YOUR OBJECTIVE - Every entry must appear in the answer exactly as it does here.

BEGIN PROVIDED DATA

//! Call metadata keys, deployment profile and bearer-token extraction.

use std::fmt;
use std::str::FromStr;

use http::HeaderMap;
use http::header::AUTHORIZATION;
use tracing::debug;

use super::AuthError;

/// Metadata entry naming the kind of client (`agent`, `client`, ...).
pub const MD_ORIGIN: &str = "origin";
/// Metadata entry carrying `Bearer <token>`.
pub const MD_AUTHORIZATION: &str = "authorization";
/// Metadata entry with the client build identifier.
pub const MD_USER_AGENT: &str = "user-agent";
/// Metadata entry with base64(JSON) user attributes for admin-internal calls.
pub const MD_USER_INFO: &str = "user-info";

/// Origin tag sent by agents.
pub const ORIGIN_AGENT: &str = "agent";

/// Token synthesized for agent origins in the development profile.
pub const DEV_AGENT_TOKEN: &str = "x-agt-test-token";
/// Token synthesized for every other origin in the development profile.
pub const DEV_USER_TOKEN: &str = "x-gatehouse-test-token";

/// Deployment profile.
#[derive(Debug, Clone, Copy, Default, PartialEq, Eq)]
pub enum Profile {
    #[default]
    Production,
    /// Local testing: bearer parsing is bypassed.
    Development,
}

impl FromStr for Profile {
    type Err = String;

    fn from_str(s: &str) -> Result<Self, Self::Err> {
        match s.trim().to_ascii_lowercase().as_str() {
            "" | "prod" | "production" => Ok(Self::Production),
            "dev" | "development" => Ok(Self::Development),
            other => Err(format!("unknown profile '{other}'")),
        }
    }
}

/// The credential presented by one call. Never persisted; `Debug` omits the
/// token.
#[derive(Clone)]
pub struct Credential {
    token: String,
    is_agent_origin: bool,
    user_agent: Option<String>,
}

impl Credential {
    pub fn new(token: impl Into<String>, is_agent_origin: bool, user_agent: Option<String>) -> Self {
        Self {
            token: token.into(),
            is_agent_origin,
            user_agent,
        }
    }

    pub fn token(&self) -> &str {
        &self.token
    }

    pub fn is_agent_origin(&self) -> bool {
        self.is_agent_origin
    }

    pub fn user_agent(&self) -> Option<&str> {
        self.user_agent.as_deref()
    }
}

impl fmt::Debug for Credential {
    fn fmt(&self, f: &mut fmt::Formatter<'_>) -> fmt::Result {
        f.debug_struct("Credential")
            .field("tokenlen", &self.token.len())
            .field("is_agent_origin", &self.is_agent_origin)
            .field("user_agent", &self.user_agent)
            .finish()
    }
}

/// First value of a metadata entry, if present and valid UTF-8.
pub fn metadata_value<'a>(metadata: &'a HeaderMap, key: &str) -> Option<&'a str> {
    metadata.get(key).and_then(|v| v.to_str().ok())
}

/// Copy of the metadata safe to log: the authorization entry is removed.
pub fn scrubbed(metadata: &HeaderMap) -> HeaderMap {
    let mut copy = metadata.clone();
    copy.remove(AUTHORIZATION);
    copy
}

/// Extract the bearer token of a call.
///
/// The development profile skips parsing and returns a fixed token per
/// origin kind. Otherwise the header must be exactly `Bearer <token>`.
pub fn parse_bearer_token(
    profile: Profile,
    is_agent_origin: bool,
    metadata: &HeaderMap,
) -> Result<String, AuthError> {
    if profile == Profile::Development {
        let token = if is_agent_origin {
            DEV_AGENT_TOKEN
        } else {
            DEV_USER_TOKEN
        };
        return Ok(token.to_string());
    }

    let Some(value) = metadata_value(metadata, MD_AUTHORIZATION) else {
        debug!(metadata = ?scrubbed(metadata), "missing authorization header");
        return Err(AuthError::invalid_authentication());
    };

    let parts: Vec<&str> = value.split(' ').collect();
    match parts.as_slice() {
        ["Bearer", token] if !token.is_empty() => Ok((*token).to_string()),
        _ => {
            debug!(metadata = ?scrubbed(metadata), "authorization header in wrong format");
            Err(AuthError::invalid_authentication())
        }
    }
}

END PROVIDED DATA

ANSWER TO THIS PROBLEM -
//! Call metadata keys, deployment profile and bearer-token extraction.

use std::fmt;
use std::str::FromStr;

use http::HeaderMap;
use http::header::AUTHORIZATION;
use tracing::debug;

use super::AuthError;

/// Metadata entry naming the kind of client (`agent`, `client`, ...).
pub const MD_ORIGIN: &str = "origin";
/// Metadata entry carrying `Bearer <token>`.
pub const MD_AUTHORIZATION: &str = "authorization";
/// Metadata entry with the client build identifier.
pub const MD_USER_AGENT: &str = "user-agent";
/// Metadata entry with base64(JSON) user attributes for admin-internal calls.
pub const MD_USER_INFO: &str = "user-info";

/// Origin tag sent by agents.
pub const ORIGIN_AGENT: &str = "agent";

/// Token synthesized for agent origins in the development profile.
pub const DEV_AGENT_TOKEN: &str = "x-agt-test-token";
/// Token synthesized for every other origin in the development profile.
pub const DEV_USER_TOKEN: &str = "x-gatehouse-test-token";

/// Deployment profile.
#[derive(Debug, Clone, Copy, Default, PartialEq, Eq)]
pub enum Profile {
    #[default]
    Production,
    /// Local testing: bearer parsing is bypassed.
    Development,
}

impl FromStr for Profile {
    type Err = String;

    fn from_str(s: &str) -> Result<Self, Self::Err> {
        match s.trim().to_ascii_lowercase().as_str() {
            "" | "prod" | "production" => Ok(Self::Production),
            "dev" | "development" => Ok(Self::Development),
            other => Err(format!("unknown profile '{other}'")),
        }
    }
}

/// The credential presented by one call. Never persisted; `Debug` omits the
/// token.
#[derive(Clone)]
pub struct Credential {
    token: String,
    is_agent_origin: bool,
    user_agent: Option<String>,
}

impl Credential {
    pub fn new(token: impl Into<String>, is_agent_origin: bool, user_agent: Option<String>) -> Self {
        Self {
            token: token.into(),
            is_agent_origin,
            user_agent,
        }
    }

    pub fn token(&self) -> &str {
        &self.token
    }

    pub fn is_agent_origin(&self) -> bool {
        self.is_agent_origin
    }

    pub fn user_agent(&self) -> Option<&str> {
        self.user_agent.as_deref()
    }
}

impl fmt::Debug for Credential {
    fn fmt(&self, f: &mut fmt::Formatter<'_>) -> fmt::Result {
        f.debug_struct("Credential")
            .field("tokenlen", &self.token.len())
            .field("is_agent_origin", &self.is_agent_origin)
            .field("user_agent", &self.user_agent)
            .finish()
    }
}

/// First value of a metadata entry, if present and valid UTF-8.
pub fn metadata_value<'a>(metadata: &'a HeaderMap, key: &str) -> Option<&'a str> {
    metadata.get(key).and_then(|v| v.to_str().ok())
}

/// Copy of the metadata safe to log: the authorization entry is removed.
pub fn scrubbed(metadata: &HeaderMap) -> HeaderMap {
    let mut copy = metadata.clone();
    copy.remove(AUTHORIZATION);
    copy
}

/// Extract the bearer token of a call.
///
/// The development profile skips parsing and returns a fixed token per
/// origin kind. Otherwise the header must be exactly `Bearer <token>`.
pub fn parse_bearer_token(
    profile: Profile,
    is_agent_origin: bool,
    metadata: &HeaderMap,
) -> Result<String, AuthError> {
    if profile == Profile::Development {
        let token = if is_agent_origin {
            DEV_AGENT_TOKEN
        } else {
            DEV_USER_TOKEN
        };
        return Ok(token.to_string());
    }

    let Some(value) = metadata_value(metadata, MD_AUTHORIZATION) else {
        debug!(metadata = ?scrubbed(metadata), "missing authorization header");
        return Err(AuthError::invalid_authentication());
    };

    let parts: Vec<&str> = value.split(' ').collect();
    match parts.as_slice() {
        ["Bearer", token] if !token.is_empty() => Ok((*token).to_string()),
        _ => {
            debug!(metadata = ?scrubbed(metadata), "authorization header in wrong format");
            Err(AuthError::invalid_authentication())
        }
    }
}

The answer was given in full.